In the data that follows, count each line with the string "MissingField"; the reply is the number only.

'''

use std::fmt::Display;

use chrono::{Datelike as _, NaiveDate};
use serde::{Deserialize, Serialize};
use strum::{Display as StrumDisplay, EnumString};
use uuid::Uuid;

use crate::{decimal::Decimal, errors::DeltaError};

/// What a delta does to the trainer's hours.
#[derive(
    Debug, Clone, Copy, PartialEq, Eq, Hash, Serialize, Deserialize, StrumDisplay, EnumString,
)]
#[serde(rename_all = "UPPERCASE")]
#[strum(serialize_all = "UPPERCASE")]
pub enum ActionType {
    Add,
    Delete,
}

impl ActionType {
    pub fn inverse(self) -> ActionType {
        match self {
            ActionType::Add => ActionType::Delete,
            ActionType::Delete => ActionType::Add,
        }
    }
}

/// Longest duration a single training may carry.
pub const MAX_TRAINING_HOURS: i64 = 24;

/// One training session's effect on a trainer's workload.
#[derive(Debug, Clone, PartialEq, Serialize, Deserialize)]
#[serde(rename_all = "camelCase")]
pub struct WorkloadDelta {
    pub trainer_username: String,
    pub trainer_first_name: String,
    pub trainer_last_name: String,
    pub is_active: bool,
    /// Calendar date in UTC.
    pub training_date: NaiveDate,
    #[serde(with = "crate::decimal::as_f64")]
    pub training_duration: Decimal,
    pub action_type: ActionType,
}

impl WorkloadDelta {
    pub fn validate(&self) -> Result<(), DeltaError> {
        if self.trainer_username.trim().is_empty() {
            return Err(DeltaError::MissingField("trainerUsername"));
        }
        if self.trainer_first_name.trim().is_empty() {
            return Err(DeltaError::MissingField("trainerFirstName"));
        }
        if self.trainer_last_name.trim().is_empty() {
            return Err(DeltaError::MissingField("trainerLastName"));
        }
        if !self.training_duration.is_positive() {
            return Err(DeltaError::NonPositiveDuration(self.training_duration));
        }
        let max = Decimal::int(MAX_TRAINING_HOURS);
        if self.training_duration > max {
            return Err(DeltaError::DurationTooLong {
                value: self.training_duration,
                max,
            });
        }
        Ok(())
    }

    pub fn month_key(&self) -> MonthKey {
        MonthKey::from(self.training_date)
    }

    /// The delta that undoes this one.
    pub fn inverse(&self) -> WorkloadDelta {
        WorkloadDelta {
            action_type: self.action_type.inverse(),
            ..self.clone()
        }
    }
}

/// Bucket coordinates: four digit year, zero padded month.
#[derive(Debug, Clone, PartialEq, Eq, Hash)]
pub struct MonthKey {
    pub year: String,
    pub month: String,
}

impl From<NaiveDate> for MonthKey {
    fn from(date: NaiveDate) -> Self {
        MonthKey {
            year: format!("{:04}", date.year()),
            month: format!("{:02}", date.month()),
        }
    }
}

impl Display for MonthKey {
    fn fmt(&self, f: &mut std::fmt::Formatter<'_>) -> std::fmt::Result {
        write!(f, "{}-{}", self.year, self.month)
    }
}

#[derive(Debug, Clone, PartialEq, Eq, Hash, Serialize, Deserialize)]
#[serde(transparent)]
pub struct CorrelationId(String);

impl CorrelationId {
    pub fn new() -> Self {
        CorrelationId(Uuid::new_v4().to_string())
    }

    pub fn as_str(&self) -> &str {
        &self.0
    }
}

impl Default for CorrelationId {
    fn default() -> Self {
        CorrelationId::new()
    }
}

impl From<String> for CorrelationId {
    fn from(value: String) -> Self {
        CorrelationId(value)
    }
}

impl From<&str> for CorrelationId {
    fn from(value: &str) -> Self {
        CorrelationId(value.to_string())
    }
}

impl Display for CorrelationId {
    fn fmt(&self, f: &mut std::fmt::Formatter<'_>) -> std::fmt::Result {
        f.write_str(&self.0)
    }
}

'''
'''

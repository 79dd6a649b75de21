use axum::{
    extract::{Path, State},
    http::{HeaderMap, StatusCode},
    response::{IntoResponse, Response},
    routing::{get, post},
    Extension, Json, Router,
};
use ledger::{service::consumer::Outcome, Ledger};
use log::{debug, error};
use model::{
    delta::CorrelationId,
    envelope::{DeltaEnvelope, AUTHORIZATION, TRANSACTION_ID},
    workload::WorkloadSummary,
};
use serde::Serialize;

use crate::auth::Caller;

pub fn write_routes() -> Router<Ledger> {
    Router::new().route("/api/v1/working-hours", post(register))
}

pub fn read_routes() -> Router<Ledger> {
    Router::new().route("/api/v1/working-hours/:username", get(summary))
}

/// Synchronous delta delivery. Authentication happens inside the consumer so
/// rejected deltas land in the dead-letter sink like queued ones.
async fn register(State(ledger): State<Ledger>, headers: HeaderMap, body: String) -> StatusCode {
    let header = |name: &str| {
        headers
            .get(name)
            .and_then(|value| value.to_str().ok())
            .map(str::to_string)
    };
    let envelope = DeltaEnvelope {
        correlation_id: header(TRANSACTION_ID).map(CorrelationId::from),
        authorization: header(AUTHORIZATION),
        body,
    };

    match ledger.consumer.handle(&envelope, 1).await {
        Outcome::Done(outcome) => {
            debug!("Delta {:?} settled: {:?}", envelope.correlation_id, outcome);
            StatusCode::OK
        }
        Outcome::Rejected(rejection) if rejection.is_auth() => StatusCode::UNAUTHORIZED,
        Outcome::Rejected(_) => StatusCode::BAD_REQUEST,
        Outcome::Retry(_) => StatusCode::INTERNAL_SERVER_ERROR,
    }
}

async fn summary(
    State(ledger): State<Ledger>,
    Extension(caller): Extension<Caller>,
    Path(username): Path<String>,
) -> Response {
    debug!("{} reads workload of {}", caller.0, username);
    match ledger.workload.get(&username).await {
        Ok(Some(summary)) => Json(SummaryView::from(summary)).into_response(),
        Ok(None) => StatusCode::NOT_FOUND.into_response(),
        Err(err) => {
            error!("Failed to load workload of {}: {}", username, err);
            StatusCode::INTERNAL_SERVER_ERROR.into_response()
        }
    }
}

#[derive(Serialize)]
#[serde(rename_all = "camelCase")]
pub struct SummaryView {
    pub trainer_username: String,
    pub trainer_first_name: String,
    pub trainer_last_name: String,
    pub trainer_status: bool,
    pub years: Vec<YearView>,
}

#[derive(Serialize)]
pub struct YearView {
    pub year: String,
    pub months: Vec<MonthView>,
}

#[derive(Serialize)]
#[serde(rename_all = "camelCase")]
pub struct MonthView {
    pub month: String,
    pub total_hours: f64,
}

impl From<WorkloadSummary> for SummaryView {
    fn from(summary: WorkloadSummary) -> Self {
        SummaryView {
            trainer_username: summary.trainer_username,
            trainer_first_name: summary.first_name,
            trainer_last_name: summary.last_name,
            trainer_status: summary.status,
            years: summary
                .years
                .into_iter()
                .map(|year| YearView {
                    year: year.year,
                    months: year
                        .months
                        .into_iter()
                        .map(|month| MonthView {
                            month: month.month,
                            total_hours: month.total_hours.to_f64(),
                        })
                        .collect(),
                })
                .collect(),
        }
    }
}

'''

→ EXERCISE RESPONSE
3